» Work required: What is needed is each line of the data below that holds the string "requires".

Stored data entries:

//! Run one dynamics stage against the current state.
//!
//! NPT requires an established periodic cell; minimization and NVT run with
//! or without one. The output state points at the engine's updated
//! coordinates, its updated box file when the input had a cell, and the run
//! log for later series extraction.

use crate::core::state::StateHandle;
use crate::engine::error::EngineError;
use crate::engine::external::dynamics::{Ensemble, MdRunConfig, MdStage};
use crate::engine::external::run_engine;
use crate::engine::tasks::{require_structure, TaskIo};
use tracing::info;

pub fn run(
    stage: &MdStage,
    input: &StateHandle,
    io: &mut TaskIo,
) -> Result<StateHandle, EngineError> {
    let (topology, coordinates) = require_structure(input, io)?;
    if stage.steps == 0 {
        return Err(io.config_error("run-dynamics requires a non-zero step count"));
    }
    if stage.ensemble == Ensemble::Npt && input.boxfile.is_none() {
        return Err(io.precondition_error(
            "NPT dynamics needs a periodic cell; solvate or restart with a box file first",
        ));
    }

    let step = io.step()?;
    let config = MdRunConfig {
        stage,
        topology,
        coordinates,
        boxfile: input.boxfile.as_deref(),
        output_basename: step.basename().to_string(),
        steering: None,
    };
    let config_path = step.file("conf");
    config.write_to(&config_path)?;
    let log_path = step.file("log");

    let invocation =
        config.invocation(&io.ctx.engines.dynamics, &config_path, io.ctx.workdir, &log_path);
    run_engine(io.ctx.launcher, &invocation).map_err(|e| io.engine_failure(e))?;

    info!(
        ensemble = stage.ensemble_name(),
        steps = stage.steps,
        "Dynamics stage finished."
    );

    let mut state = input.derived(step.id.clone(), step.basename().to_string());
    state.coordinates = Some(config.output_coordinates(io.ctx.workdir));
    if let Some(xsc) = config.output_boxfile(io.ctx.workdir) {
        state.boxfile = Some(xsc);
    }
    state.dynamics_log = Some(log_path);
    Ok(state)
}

» Answer:
//! NPT requires an established periodic cell; minimization and NVT run with
        return Err(io.config_error("run-dynamics requires a non-zero step count"));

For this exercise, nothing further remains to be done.